REPUBLIKA.CO.ID, JAKARTA -- Memasuki tahun 2015, Kementerian Kesehatan (Kemenkes) Indonesia meminta masyarakat untuk mewaspadai peningkatan kasus penyakit Demam Berdarah Dengue (DBD).
Kepala Badan Penelitian dan Pengembangan Kesehatan (Balitbangkes) Kemenkes Indonesia, Tjandra Yoga Aditama menyebutkan, sampai pertengahan bulan Desember 2014 tercatat penderita DBD di 34 provinsi sebanyak 71.668 orang dan 641 diantaranya meninggal dunia.
Meski demikian, angka tersebut diakuinya lebih rendah dibandingkan tahun 2013 dengan jumlah penderita sebanyak 112.511 orang dan jumlah kasus meninggal sebanyak 871 jiwa.
"Namun, bulan Januari merupakan awal peningkatan kasus DBD," ujarnya kepada Republika, di Jakarta, Senin (5/1).
Ia menjelaskan, DBD disebabkan oleh nyamuk Aedes Aegypti betina. Nyamuk yang membawa virus dengue ini, terdapat hampir di seluruh pelosok Indonesia, kecuali di tempat-tempat dengan ketinggian lebih dari 1.000 meter di atas permukaan laut.
Nyamuk Aedes Aegypti betina biasanya terinfeksi virus dengue pada saat nyamuk ini menghisap darah dari seseorang yang sedang dalam fase demam akut (viraemia) yaitu dua hari sebelum panas sampai lima hari setelah demam timbul.
Nyamuk kemudian menjadi infektif delapan sampai 12 hari sesudah mengisap darah penderita yang sedang viremia (periode inkubasi ekstrinsik) dan tetap infektif selama hidupnya.
Setelah melalui periode inkubasi ekstrinsik tersebut, kelenjar ludah nyamuk bersangkutan akan terinfeksi dan virusnya akan ditularkan ketika nyamuk tersebut menggigit dan mengeluarkan cairan ludahnya ke dalam luka gigitan ke tubuh orang lain. Setelah masa inkubasi di tubuh manusia selama tiga sampai empat hari (rata-rata selama empat sampai enam hari) timbul gejala awal penyakit DBD. Hingga saat ini, Kemenkes mengakui belum ada obat dan vaksin untuk mencegah DBD.
"Pengobatan terhadap penderita hanya bersifat simtomatis dan suportif," ujarnya.
Untuk itu, ada beberapa kegiatan yang dilakukan pihaknya.

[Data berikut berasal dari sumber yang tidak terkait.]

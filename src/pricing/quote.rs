//! Quote computation: the pure pricing function at the heart of checkout.
//!
//! `compute_quote` does no I/O. Everything it needs (catalog, coupon table,
//! discount schedule, an already-resolved referral rate) comes in as
//! arguments, which keeps the authoritative server price auditable and the
//! function trivially testable.

use serde::{Deserialize, Serialize};

use super::catalog::{normalize_currency, DiscountSchedule, EnrollmentType, PriceCatalog};
use super::coupon::CouponTable;
use crate::error::Result;

/// Referral discounts are never allowed to exceed half the price, whatever
/// the referral directory says.
pub const REFERRAL_RATE_CAP: f64 = 0.50;

/// Participant counts are clamped to this range.
pub const MAX_PARTICIPANTS: u32 = 50;

/// The immutable pricing configuration a quote is computed against.
#[derive(Debug, Clone)]
pub struct PricingSet {
    pub catalog: PriceCatalog,
    pub coupons: CouponTable,
    pub discounts: DiscountSchedule,
}

impl PricingSet {
    /// Pricing set seeded with the stock catalog, coupons, and schedule.
    #[must_use]
    pub fn standard() -> Self {
        Self {
            catalog: PriceCatalog::standard(),
            coupons: CouponTable::standard(),
            discounts: DiscountSchedule::standard(),
        }
    }
}

/// Inputs to quote computation, pre-resolution of referral codes.
///
/// `participants` is accepted as a float because clients send arbitrary JSON
/// numbers; normalization (non-finite/non-positive → 1, clamp to 50) happens
/// inside `compute_quote` so every caller gets identical semantics.
#[derive(Debug, Clone)]
pub struct QuoteInputs {
    pub course_id: String,
    pub enrollment_type: EnrollmentType,
    pub participants: Option<f64>,
    pub currency: Option<String>,
    pub coupon_code: Option<String>,
    /// Referral discount rate already resolved by the caller (0.0–1.0).
    pub referral_rate: Option<f64>,
}

/// A computed price quote. Ephemeral: computed per request and frozen into
/// the order snapshot at checkout time, never recomputed later.
#[derive(Debug, Clone, PartialEq, Serialize, Deserialize)]
#[serde(rename_all = "camelCase")]
pub struct Quote {
    pub course_id: String,
    pub currency: String,
    pub enrollment_type: EnrollmentType,
    pub participants: u32,
    /// Authoritative per-seat price after all discounts, in minor units.
    pub unit_amount_minor: i64,
    pub original_unit_minor: i64,
    pub quantity: u32,
    pub expected_total_minor: i64,
    /// Enrollment-tier discount, rounded for display.
    pub discount_percent: u32,
    pub coupon_applied: bool,
    pub coupon_code: Option<String>,
    pub coupon_discount_percent: u32,
    pub referral_discount_percent: u32,
    /// Combined discount derived from the final/original unit ratio. The
    /// per-stage percentages above are informational; this is the one that
    /// always agrees with `unit_amount_minor`.
    pub total_discount_percent: u32,
}

/// Apply one discount stage: round to the nearest minor unit, floor at 1 so
/// a stacked discount can never zero out the price.
fn apply_discount(unit_minor: i64, rate: f64) -> i64 {
    (((unit_minor as f64) * (1.0 - rate)).round() as i64).max(1)
}

/// Normalize a raw participant count: non-finite or non-positive defaults
/// to 1, everything is clamped to [1, MAX_PARTICIPANTS].
fn normalize_participants(raw: Option<f64>) -> u32 {
    match raw {
        Some(p) if p.is_finite() && p > 0.0 => (p as u32).clamp(1, MAX_PARTICIPANTS),
        _ => 1,
    }
}

/// Compute a deterministic quote.
///
/// Discounts compose multiplicatively in the order
/// {enrollment tier → coupon → referral}, each stage rounded to the nearest
/// minor unit and floored at 1.
///
/// # Errors
///
/// `PriceIntegrity` on unsupported currency or unconfigured price. Unknown
/// or currency-ineligible coupon codes do not fail the quote; they simply
/// contribute no discount (unknown codes are logged for monitoring).
pub fn compute_quote(pricing: &PricingSet, inputs: &QuoteInputs) -> Result<Quote> {
    let currency = normalize_currency(inputs.currency.as_deref())?;
    let participants = normalize_participants(inputs.participants);

    let original_unit_minor = pricing
        .catalog
        .base_price_minor(&inputs.course_id, &currency)?;

    // Stage 1: enrollment-tier discount.
    let tier_rate = pricing
        .discounts
        .rate_for(inputs.enrollment_type, participants);
    let mut unit_amount_minor = apply_discount(original_unit_minor, tier_rate);

    // Stage 2: coupon, if present and currency-eligible.
    let mut coupon_applied = false;
    let mut applied_coupon_code = None;
    let mut coupon_rate = 0.0;
    if let Some(raw_code) = inputs.coupon_code.as_deref().filter(|c| !c.trim().is_empty()) {
        match pricing.coupons.validate(raw_code, &currency) {
            Some(entry) => {
                unit_amount_minor = apply_discount(unit_amount_minor, entry.rate);
                coupon_applied = true;
                applied_coupon_code = Some(entry.code.clone());
                coupon_rate = entry.rate;
            }
            None => {
                tracing::warn!(
                    code = %CouponTable::normalize(raw_code),
                    currency = %currency,
                    "coupon not applied: unknown code or currency-ineligible"
                );
            }
        }
    }

    // Stage 3: referral, capped.
    let referral_rate = inputs
        .referral_rate
        .unwrap_or(0.0)
        .clamp(0.0, REFERRAL_RATE_CAP);
    if referral_rate > 0.0 {
        unit_amount_minor = apply_discount(unit_amount_minor, referral_rate);
    }

    let quantity = participants;
    let expected_total_minor = unit_amount_minor * i64::from(quantity);

    // Combined discount is derived from the final/original ratio rather than
    // summing the independently rounded stage percentages; the two can
    // disagree by a rounding point and this one matches the charged amount.
    let total_discount_percent =
        ((1.0 - unit_amount_minor as f64 / original_unit_minor as f64) * 100.0).round() as u32;

    Ok(Quote {
        course_id: inputs.course_id.clone(),
        currency,
        enrollment_type: inputs.enrollment_type,
        participants,
        unit_amount_minor,
        original_unit_minor,
        quantity,
        expected_total_minor,
        discount_percent: (tier_rate * 100.0).round() as u32,
        coupon_applied,
        coupon_code: applied_coupon_code,
        coupon_discount_percent: (coupon_rate * 100.0).round() as u32,
        referral_discount_percent: (referral_rate * 100.0).round() as u32,
        total_discount_percent,
    })
}

#[cfg(test)]
mod tests {
    use super::*;
    use crate::pricing::catalog::{DiscountSchedule, PriceCatalog, DEFAULT_COURSE_KEY};
    use crate::pricing::coupon::CouponTable;

    fn genai_pricing() -> PricingSet {
        PricingSet {
            catalog: PriceCatalog::builder()
                .course(DEFAULT_COURSE_KEY)
                .price("usd", 50_000)
                .price("inr", 400_000)
                .done()
                .course("GENAI101")
                .price("inr", 5_600_000)
                .done()
                .build(),
            coupons: CouponTable::builder()
                .coupon_for_currencies("DIWALI10", 0.10, ["inr"])
                .coupon("SAVE20", 0.20)
                .build(),
            discounts: DiscountSchedule::builder()
                .individual_rate(0.0)
                .group_tier(2, 0.10)
                .group_tier(5, 0.25)
                .group_tier(10, 0.35)
                .build(),
        }
    }

    fn inputs(course: &str) -> QuoteInputs {
        QuoteInputs {
            course_id: course.to_string(),
            enrollment_type: EnrollmentType::Group,
            participants: Some(6.0),
            currency: Some("inr".to_string()),
            coupon_code: None,
            referral_rate: None,
        }
    }

    #[test]
    fn test_group_tier_and_coupon_compose_multiplicatively() {
        // GENAI101 @ 5,600,000 inr, group of 6 → 25% tier → 4,200,000;
        // DIWALI10 (10%, inr) → 3,780,000; total = 6 × 3,780,000.
        let pricing = genai_pricing();
        let mut req = inputs("GENAI101");
        req.coupon_code = Some("DIWALI10".to_string());

        let quote = compute_quote(&pricing, &req).unwrap();
        assert_eq!(quote.original_unit_minor, 5_600_000);
        assert_eq!(quote.unit_amount_minor, 3_780_000);
        assert_eq!(quote.quantity, 6);
        assert_eq!(quote.expected_total_minor, 22_680_000);
        assert_eq!(quote.discount_percent, 25);
        assert!(quote.coupon_applied);
        assert_eq!(quote.coupon_code.as_deref(), Some("DIWALI10"));
        assert_eq!(quote.coupon_discount_percent, 10);
        // 1 - 3,780,000/5,600,000 = 32.5% → 33 after rounding.
        assert_eq!(quote.total_discount_percent, 33);
    }

    #[test]
    fn test_invalid_currency_rejected() {
        let pricing = genai_pricing();
        let mut req = inputs("GENAI101");
        req.currency = Some("xyz".to_string());

        let err = compute_quote(&pricing, &req).unwrap_err();
        assert!(matches!(
            err,
            crate::error::CoursepayError::PriceIntegrity(_)
        ));
    }

    #[test]
    fn test_unconfigured_price_rejected() {
        let pricing = genai_pricing();
        let mut req = inputs("GENAI101");
        // GENAI101 only has inr; default has usd/inr but not gbp.
        req.currency = Some("gbp".to_string());
        assert!(compute_quote(&pricing, &req).is_err());
    }

    #[test]
    fn test_currency_ineligible_coupon_is_a_no_op() {
        let pricing = genai_pricing();
        let mut req = inputs("ANY");
        req.currency = Some("usd".to_string());
        req.coupon_code = Some("DIWALI10".to_string()); // inr-only

        let quote = compute_quote(&pricing, &req).unwrap();
        assert!(!quote.coupon_applied);
        assert_eq!(quote.coupon_discount_percent, 0);

        let mut without = inputs("ANY");
        without.currency = Some("usd".to_string());
        let baseline = compute_quote(&pricing, &without).unwrap();
        assert_eq!(quote.unit_amount_minor, baseline.unit_amount_minor);
    }

    #[test]
    fn test_unknown_coupon_silently_ignored() {
        let pricing = genai_pricing();
        let mut req = inputs("ANY");
        req.coupon_code = Some("DOESNOTEXIST".to_string());

        let quote = compute_quote(&pricing, &req).unwrap();
        assert!(!quote.coupon_applied);
        assert!(quote.coupon_code.is_none());
    }

    #[test]
    fn test_referral_capped_at_fifty_percent() {
        let pricing = genai_pricing();
        let mut req = inputs("GENAI101");
        req.referral_rate = Some(0.90);

        let capped = compute_quote(&pricing, &req).unwrap();
        req.referral_rate = Some(0.50);
        let at_cap = compute_quote(&pricing, &req).unwrap();

        assert_eq!(capped.unit_amount_minor, at_cap.unit_amount_minor);
        assert_eq!(capped.referral_discount_percent, 50);
    }

    #[test]
    fn test_determinism_same_inputs_same_quote() {
        let pricing = genai_pricing();
        let mut req = inputs("GENAI101");
        req.coupon_code = Some("DIWALI10".to_string());
        req.referral_rate = Some(0.10);

        let a = compute_quote(&pricing, &req).unwrap();
        let b = compute_quote(&pricing, &req).unwrap();
        assert_eq!(a, b);
    }

    #[test]
    fn test_participant_normalization() {
        let pricing = genai_pricing();
        let mut req = inputs("ANY");

        req.participants = None;
        assert_eq!(compute_quote(&pricing, &req).unwrap().participants, 1);

        req.participants = Some(-3.0);
        assert_eq!(compute_quote(&pricing, &req).unwrap().participants, 1);

        req.participants = Some(f64::NAN);
        assert_eq!(compute_quote(&pricing, &req).unwrap().participants, 1);

        req.participants = Some(f64::INFINITY);
        assert_eq!(compute_quote(&pricing, &req).unwrap().participants, 1);

        req.participants = Some(500.0);
        assert_eq!(compute_quote(&pricing, &req).unwrap().participants, 50);
    }

    #[test]
    fn test_unit_never_below_one_and_never_above_original() {
        let pricing = PricingSet {
            catalog: PriceCatalog::builder()
                .course(DEFAULT_COURSE_KEY)
                .price("usd", 2)
                .done()
                .build(),
            coupons: CouponTable::builder().coupon("TECH2026", 0.50).build(),
            discounts: DiscountSchedule::builder()
                .individual_rate(0.20)
                .group_tier(2, 0.50)
                .build(),
        };

        let req = QuoteInputs {
            course_id: "C".to_string(),
            enrollment_type: EnrollmentType::Group,
            participants: Some(10.0),
            currency: Some("usd".to_string()),
            coupon_code: Some("TECH2026".to_string()),
            referral_rate: Some(0.50),
        };

        let quote = compute_quote(&pricing, &req).unwrap();
        assert!(quote.unit_amount_minor >= 1);
        assert!(quote.unit_amount_minor <= quote.original_unit_minor);
    }

    #[test]
    fn test_tier_boundary_never_raises_unit_price() {
        let pricing = genai_pricing();
        let mut previous = i64::MAX;
        for p in 1..=50u32 {
            let mut req = inputs("GENAI101");
            req.participants = Some(f64::from(p));
            let quote = compute_quote(&pricing, &req).unwrap();
            assert!(
                quote.unit_amount_minor <= previous,
                "unit price rose at {} participants",
                p
            );
            previous = quote.unit_amount_minor;
        }
    }

    #[test]
    fn test_quote_serializes_camel_case() {
        let pricing = genai_pricing();
        let quote = compute_quote(&pricing, &inputs("GENAI101")).unwrap();
        let json = serde_json::to_value(&quote).unwrap();
        assert!(json.get("unitAmountMinor").is_some());
        assert!(json.get("expectedTotalMinor").is_some());
        assert!(json.get("couponApplied").is_some());
        assert_eq!(json["enrollmentType"], "group");
    }
}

Diantaranya, pertama yaitu imbauan secara terus-menerus oleh pimpinan/pejabat negara kepada para kepala daerah dan masyarakat dalam pencegahan DBD.
Kedua, pelaksanaan program juru pemantau jentik (jumantik) dengan disertai advokasi sehingga keberadaan dan pembiayaannya diteruskan oleh pemerintah daerah setempat.
Ketiga, dukungan pemerintah pusat dalam penanggulangan terjadinya peningkatan kasus DBD di daerah. Dukungan pusat yang diberikan antara lain memberikan saran, masukan serta konsultasi via telepon dan pemantauan secara terus-menerus perkembangan kasus, mengirimkan bahan/alat penanggulangan yang diperlukan, seperti insektisida, larvasida, mesin fog, rapid diagnostic test (RDT), media penyuluhan, dan buku-buku pedoman penanggulangan DBD.
Langkah keempat, penanganan DBD di daerah merupakan bagian tidak terpisahkan dari desentralisasi di bidang kesehatan. Upaya kelima, penerapan pendekatan baru dalam program DBD baik di pusat maupun daerah, misalnya Communication for Behavioural Impact (COMBI). Jadi, melakukan suatu komunikasi yang menghasilkan dampak perubahan perilaku. Keenam, meningkatkan peran serta mitra kerja (lintas program, lintas sektor, perguruan tinggi, swasta, badan internasional, dan lain-lain) dalam pengendalian DBD di Indonesia. Terakhir, meningkatkan kegiatan kampanye (KIE) dalam pencegahan DBD.